[Saved entries]
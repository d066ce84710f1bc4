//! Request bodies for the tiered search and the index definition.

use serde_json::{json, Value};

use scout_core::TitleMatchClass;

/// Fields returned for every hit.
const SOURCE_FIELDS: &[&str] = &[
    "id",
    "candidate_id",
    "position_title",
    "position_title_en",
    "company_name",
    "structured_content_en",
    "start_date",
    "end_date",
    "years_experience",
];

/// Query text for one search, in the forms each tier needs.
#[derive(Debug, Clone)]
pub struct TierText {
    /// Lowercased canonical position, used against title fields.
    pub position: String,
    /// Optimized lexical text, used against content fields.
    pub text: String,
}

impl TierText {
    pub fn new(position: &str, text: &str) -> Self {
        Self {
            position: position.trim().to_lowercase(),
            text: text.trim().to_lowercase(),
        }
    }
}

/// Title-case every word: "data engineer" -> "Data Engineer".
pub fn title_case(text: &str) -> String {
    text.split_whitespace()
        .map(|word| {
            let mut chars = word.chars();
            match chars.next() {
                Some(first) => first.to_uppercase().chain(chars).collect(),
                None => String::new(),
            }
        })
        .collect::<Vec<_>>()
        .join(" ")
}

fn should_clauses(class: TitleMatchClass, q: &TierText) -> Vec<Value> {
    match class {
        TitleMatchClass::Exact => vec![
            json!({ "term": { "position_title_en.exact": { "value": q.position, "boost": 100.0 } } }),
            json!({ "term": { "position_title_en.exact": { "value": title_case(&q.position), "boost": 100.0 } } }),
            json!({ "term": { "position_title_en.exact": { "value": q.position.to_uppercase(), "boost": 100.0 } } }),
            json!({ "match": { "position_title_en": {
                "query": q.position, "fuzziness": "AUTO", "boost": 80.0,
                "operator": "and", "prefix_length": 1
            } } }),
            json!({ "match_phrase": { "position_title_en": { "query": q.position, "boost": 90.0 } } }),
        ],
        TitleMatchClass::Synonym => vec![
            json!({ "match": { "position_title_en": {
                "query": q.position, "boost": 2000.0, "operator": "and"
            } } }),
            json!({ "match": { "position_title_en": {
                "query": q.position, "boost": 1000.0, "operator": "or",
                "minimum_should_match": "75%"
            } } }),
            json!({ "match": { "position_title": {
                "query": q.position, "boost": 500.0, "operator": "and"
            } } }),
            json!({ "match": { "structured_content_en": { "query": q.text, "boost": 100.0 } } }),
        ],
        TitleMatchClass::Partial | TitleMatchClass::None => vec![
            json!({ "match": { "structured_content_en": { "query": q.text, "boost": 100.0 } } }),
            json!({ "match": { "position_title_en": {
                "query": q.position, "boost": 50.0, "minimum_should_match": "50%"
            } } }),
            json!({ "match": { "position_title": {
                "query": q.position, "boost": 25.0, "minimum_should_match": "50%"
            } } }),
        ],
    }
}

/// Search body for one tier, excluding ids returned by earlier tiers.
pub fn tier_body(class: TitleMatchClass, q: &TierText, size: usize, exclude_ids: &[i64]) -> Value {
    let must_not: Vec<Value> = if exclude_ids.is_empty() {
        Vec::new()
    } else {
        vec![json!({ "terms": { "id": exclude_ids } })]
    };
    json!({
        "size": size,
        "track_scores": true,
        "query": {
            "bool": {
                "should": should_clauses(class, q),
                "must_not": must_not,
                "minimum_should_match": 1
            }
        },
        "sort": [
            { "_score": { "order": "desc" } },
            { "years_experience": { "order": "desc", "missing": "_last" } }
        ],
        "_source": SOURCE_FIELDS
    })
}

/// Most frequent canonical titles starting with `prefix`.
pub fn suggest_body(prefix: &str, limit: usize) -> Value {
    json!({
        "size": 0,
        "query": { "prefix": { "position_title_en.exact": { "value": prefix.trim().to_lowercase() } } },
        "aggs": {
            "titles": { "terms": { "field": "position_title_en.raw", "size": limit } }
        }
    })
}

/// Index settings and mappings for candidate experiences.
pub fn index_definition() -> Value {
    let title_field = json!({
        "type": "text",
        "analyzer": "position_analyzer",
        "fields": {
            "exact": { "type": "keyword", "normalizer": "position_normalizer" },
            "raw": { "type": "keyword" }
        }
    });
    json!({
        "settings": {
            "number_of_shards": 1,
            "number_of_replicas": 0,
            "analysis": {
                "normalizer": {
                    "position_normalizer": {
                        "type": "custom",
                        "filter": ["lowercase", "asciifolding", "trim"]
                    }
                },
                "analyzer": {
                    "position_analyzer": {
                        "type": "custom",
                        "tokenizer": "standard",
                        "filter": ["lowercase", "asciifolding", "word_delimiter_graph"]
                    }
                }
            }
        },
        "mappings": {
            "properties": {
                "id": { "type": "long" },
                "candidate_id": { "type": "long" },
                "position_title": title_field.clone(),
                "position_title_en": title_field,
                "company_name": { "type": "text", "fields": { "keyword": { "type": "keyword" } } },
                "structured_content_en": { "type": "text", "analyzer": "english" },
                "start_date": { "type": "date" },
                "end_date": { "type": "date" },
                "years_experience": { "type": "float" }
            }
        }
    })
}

==

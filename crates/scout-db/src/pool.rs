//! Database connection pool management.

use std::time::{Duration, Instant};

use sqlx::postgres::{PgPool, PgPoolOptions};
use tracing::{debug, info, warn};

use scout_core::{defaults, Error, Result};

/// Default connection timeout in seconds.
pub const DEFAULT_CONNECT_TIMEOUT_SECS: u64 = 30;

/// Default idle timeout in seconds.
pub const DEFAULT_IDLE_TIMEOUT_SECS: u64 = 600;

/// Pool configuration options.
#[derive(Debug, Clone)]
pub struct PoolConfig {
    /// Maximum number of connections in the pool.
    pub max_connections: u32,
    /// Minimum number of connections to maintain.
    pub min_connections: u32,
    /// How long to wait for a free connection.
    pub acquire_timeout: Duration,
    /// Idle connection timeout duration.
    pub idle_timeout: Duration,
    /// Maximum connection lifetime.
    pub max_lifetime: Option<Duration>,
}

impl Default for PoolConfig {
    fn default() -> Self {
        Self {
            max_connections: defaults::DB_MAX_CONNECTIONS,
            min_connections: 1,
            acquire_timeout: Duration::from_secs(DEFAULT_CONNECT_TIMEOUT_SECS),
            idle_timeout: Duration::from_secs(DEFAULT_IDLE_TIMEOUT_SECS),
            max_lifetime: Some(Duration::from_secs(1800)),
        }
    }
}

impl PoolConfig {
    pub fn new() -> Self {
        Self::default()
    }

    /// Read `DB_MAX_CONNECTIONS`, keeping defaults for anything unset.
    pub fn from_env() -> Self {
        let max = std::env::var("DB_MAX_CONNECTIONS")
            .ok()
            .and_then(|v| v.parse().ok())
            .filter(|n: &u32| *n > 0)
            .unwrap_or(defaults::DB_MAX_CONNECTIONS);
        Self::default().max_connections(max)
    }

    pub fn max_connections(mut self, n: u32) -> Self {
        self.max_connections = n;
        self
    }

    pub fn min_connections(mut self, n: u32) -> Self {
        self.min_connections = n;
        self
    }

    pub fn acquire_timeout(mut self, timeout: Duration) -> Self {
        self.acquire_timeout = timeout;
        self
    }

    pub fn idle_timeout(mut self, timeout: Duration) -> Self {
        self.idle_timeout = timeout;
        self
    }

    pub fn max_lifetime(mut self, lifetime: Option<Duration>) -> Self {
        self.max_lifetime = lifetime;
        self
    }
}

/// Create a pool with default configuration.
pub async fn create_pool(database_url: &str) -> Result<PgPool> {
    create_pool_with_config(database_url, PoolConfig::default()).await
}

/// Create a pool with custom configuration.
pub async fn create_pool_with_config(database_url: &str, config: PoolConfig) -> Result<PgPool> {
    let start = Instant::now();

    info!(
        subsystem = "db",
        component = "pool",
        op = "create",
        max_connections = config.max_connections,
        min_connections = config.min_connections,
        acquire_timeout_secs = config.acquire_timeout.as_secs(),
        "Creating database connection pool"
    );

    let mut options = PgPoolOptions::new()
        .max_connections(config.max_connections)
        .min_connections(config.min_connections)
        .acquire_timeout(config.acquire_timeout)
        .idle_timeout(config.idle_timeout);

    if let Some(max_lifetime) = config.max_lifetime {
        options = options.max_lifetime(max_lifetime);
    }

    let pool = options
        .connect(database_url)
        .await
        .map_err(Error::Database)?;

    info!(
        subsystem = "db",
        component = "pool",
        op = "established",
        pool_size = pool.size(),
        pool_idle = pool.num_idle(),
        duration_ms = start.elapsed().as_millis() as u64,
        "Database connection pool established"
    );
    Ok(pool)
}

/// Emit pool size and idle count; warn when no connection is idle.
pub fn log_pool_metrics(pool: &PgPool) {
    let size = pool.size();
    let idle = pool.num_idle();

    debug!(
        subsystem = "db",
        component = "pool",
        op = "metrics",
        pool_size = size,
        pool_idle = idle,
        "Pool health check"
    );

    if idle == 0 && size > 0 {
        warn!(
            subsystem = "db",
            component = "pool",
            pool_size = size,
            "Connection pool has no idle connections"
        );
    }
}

--

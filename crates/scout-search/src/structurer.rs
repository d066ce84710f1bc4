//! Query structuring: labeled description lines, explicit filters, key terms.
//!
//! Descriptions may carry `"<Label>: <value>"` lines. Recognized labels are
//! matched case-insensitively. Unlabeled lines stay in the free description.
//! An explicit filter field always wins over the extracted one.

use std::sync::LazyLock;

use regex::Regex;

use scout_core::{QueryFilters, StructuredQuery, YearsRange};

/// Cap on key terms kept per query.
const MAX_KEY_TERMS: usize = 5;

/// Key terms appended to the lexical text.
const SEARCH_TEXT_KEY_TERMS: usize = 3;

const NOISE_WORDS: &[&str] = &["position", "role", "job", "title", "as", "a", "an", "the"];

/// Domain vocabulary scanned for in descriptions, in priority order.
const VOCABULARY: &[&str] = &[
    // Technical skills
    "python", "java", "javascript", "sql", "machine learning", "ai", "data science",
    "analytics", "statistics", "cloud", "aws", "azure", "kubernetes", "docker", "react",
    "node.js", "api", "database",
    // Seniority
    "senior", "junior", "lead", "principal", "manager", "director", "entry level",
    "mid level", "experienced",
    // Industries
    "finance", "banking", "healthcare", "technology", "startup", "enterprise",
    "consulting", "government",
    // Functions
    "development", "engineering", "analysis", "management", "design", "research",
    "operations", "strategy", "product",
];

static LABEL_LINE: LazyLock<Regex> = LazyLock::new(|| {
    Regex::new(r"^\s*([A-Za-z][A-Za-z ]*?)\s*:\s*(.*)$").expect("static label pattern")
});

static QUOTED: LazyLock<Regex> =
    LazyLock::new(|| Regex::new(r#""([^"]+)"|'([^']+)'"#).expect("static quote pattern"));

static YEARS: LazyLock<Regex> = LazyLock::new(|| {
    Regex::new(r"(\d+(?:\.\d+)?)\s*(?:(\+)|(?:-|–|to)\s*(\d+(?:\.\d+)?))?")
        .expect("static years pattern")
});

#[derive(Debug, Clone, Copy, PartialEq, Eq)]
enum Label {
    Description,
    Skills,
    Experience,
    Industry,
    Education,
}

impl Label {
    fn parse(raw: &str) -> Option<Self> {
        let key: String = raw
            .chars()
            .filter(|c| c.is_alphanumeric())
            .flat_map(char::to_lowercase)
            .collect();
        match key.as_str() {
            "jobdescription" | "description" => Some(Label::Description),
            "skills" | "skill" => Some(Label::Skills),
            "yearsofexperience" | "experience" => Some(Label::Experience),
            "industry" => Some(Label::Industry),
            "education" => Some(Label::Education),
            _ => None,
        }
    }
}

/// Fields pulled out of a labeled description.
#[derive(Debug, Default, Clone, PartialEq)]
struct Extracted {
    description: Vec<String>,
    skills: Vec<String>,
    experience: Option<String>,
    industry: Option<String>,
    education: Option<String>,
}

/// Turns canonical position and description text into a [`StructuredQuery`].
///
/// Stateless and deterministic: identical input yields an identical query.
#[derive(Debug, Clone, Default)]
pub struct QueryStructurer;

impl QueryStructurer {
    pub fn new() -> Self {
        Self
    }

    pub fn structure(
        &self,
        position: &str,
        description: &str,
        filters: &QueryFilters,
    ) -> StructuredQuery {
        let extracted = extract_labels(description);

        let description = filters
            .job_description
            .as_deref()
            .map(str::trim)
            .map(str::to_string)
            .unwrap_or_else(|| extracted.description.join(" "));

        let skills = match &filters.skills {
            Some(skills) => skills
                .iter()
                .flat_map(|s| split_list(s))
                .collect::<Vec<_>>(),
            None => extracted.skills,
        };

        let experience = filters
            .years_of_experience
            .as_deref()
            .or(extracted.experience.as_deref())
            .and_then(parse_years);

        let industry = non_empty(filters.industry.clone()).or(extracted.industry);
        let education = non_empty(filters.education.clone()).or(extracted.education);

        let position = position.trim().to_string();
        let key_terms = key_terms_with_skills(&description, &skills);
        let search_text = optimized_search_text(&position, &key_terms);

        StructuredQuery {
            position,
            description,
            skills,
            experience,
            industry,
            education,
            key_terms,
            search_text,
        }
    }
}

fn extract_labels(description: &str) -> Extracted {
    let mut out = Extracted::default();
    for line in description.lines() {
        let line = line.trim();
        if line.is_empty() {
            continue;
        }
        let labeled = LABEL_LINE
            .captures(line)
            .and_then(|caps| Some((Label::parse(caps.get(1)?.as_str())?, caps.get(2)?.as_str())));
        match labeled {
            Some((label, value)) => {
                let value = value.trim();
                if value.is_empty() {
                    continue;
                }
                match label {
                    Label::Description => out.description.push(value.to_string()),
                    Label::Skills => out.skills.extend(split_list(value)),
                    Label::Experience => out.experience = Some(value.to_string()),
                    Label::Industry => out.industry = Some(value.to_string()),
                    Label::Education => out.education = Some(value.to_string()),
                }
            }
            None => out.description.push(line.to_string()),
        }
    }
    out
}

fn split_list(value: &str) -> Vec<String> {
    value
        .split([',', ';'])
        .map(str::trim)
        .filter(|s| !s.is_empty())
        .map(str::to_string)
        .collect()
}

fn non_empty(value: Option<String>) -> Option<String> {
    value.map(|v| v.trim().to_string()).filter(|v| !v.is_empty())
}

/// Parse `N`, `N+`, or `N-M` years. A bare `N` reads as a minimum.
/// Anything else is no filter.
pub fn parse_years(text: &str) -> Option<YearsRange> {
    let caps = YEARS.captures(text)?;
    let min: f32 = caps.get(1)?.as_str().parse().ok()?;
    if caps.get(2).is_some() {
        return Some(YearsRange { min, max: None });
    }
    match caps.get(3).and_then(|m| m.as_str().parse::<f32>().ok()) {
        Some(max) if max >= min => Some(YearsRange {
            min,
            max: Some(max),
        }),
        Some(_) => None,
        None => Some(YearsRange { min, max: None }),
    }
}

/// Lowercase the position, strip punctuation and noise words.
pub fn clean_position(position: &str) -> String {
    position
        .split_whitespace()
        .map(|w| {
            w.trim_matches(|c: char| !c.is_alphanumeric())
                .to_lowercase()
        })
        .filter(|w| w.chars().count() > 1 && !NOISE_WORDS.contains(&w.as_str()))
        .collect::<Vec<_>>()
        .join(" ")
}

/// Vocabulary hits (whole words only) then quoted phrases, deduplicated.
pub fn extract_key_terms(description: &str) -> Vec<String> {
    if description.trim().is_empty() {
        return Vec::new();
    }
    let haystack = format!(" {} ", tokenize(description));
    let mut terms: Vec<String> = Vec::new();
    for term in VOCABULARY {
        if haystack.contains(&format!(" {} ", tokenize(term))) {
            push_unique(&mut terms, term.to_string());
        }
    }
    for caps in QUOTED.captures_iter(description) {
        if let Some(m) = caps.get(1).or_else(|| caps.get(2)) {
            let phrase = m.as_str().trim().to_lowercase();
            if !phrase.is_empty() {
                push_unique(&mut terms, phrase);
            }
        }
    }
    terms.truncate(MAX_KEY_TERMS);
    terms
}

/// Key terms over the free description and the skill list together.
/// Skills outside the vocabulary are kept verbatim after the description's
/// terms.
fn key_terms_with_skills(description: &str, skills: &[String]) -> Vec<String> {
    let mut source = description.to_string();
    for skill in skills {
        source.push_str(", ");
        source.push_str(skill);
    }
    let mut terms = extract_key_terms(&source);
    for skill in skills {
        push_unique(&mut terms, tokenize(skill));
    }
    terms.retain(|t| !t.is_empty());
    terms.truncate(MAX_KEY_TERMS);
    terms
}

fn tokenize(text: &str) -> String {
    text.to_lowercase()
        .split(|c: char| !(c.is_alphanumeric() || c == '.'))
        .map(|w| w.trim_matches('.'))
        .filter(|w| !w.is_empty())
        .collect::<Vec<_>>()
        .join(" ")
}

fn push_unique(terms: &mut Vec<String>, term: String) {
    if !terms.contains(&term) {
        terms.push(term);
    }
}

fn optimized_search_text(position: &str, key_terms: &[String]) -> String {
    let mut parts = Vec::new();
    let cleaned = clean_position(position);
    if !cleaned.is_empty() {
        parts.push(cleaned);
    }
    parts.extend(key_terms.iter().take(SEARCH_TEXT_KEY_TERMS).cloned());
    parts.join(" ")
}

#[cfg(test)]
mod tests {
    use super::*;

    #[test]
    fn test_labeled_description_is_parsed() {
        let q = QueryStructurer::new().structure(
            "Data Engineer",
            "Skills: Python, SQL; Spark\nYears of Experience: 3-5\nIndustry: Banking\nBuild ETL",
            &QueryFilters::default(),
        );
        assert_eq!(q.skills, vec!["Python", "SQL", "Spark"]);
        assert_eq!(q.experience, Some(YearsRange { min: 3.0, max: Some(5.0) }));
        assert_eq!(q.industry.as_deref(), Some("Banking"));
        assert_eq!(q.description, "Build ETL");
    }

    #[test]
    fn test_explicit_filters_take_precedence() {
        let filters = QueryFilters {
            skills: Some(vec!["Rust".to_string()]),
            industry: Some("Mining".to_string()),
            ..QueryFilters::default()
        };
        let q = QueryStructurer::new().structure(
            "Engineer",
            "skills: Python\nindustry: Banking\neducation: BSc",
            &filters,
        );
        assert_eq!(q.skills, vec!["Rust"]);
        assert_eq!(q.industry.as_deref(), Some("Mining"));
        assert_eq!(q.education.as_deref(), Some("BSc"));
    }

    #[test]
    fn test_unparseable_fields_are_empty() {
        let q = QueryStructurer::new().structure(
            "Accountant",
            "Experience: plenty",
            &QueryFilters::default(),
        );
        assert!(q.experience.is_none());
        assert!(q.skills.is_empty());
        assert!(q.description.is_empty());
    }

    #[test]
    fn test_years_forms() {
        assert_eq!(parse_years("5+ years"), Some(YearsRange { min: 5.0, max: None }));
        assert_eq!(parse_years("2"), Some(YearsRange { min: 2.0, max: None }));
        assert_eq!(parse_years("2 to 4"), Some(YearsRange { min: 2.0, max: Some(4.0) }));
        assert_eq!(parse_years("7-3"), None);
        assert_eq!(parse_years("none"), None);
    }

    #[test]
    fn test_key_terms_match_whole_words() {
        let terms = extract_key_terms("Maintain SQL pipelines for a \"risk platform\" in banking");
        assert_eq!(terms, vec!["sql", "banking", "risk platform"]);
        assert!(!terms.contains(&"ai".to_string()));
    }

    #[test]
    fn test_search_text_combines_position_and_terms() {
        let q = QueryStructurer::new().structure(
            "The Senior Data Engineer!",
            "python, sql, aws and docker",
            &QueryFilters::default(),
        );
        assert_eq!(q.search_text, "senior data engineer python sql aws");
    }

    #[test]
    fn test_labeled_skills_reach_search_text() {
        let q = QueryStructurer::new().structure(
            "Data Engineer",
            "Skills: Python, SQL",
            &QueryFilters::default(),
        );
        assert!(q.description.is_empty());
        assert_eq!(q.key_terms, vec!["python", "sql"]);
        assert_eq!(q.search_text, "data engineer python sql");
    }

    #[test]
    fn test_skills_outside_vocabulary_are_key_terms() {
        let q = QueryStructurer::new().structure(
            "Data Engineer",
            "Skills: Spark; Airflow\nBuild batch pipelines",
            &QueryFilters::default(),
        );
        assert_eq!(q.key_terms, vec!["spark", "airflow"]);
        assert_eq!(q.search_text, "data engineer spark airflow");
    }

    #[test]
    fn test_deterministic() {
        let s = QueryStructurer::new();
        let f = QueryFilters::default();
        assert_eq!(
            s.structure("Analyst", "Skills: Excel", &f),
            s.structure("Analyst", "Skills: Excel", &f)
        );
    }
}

**DESCRIPTION OF THE TASK:**
Count how many lines above carry the word "collect". Only the number is required.

**WRITTEN SOLUTION:**
7